International Journal of Social Science and Human Behavior Study
Author(s) : ASHIRU BELLO , KATIMAN ROSTAM , MUAZU ALHAJI SHAMAKI
This study attempts to look at health system structure and the complications associated with maternal and new-born health services delivery in Sokoto state, Nigeria. Health system has a potential not just of improving people’s health but also to protect them against the financial costs of illness and to treat them with self-respect. Various relevant sources of information have been reviewed. These sources include various journals of public health, the federal and state governments’ publications on maternal and new-born health assessments among others. The study reveals that (as at 2012), only 4% of public health facilities meet EmOC standards in the state and less than 2% of women nationally deliver by caesarean section, pointing to an unmet need for emergency services both in Nigeria and Sokoto state in particular.
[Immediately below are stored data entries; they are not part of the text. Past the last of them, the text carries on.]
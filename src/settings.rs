use pcmbridge_engine::{BridgeOptions, FormatFlags, SampleFormatDescriptor};
use serde::Deserialize;
use std::path::Path;

pub const LOG_ENV: &str = "PCMBRIDGE_LOG";

#[derive(Debug, Clone, Default, PartialEq, Deserialize)]
#[serde(default)]
pub struct Settings {
    pub bridge: BridgeOptions,
    pub tone: ToneSettings,
}

#[derive(Debug, Clone, PartialEq, Deserialize)]
#[serde(default)]
pub struct ToneSettings {
    pub frequency: f64,
    pub amplitude: f64,
    pub sample_rate: f64,
    pub channels: u32,
}

impl Default for ToneSettings {
    fn default() -> Self {
        Self {
            frequency: 440.0,
            amplitude: 0.25,
            sample_rate: 48_000.0,
            channels: 2,
        }
    }
}

impl ToneSettings {
    pub fn descriptor(&self) -> SampleFormatDescriptor {
        SampleFormatDescriptor::linear_pcm(
            self.sample_rate,
            16,
            self.channels,
            FormatFlags {
                signed: true,
                ..FormatFlags::default()
            },
        )
    }
}

impl Settings {
    /// Reads `path` when given; environment overrides apply either way.
    pub fn load(path: Option<&Path>) -> Result<Self, String> {
        let mut settings = match path {
            Some(path) => {
                let text = std::fs::read_to_string(path)
                    .map_err(|e| format!("failed to read {}: {e}", path.display()))?;
                Self::parse(&text)?
            }
            None => Self::default(),
        };
        settings.bridge = settings.bridge.with_env_overrides();
        Ok(settings)
    }

    pub fn parse(text: &str) -> Result<Self, String> {
        toml::from_str(text).map_err(|e| format!("invalid settings: {e}"))
    }
}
Although illiteracy, high fertility, teenage pregnancy, etc directly or indirectly affects maternal and new-born health, the death rate (maternal mortality of 1026/100,000 and <5 mortality rate of 269/1000) (UNICEF) is an indication that much still need to be done in this sector. To abate the situation, international forums on maternal and new-born health need to be readdressed in addition to increasing health facilities and institutional capacity in Sokoto state and Nigeria.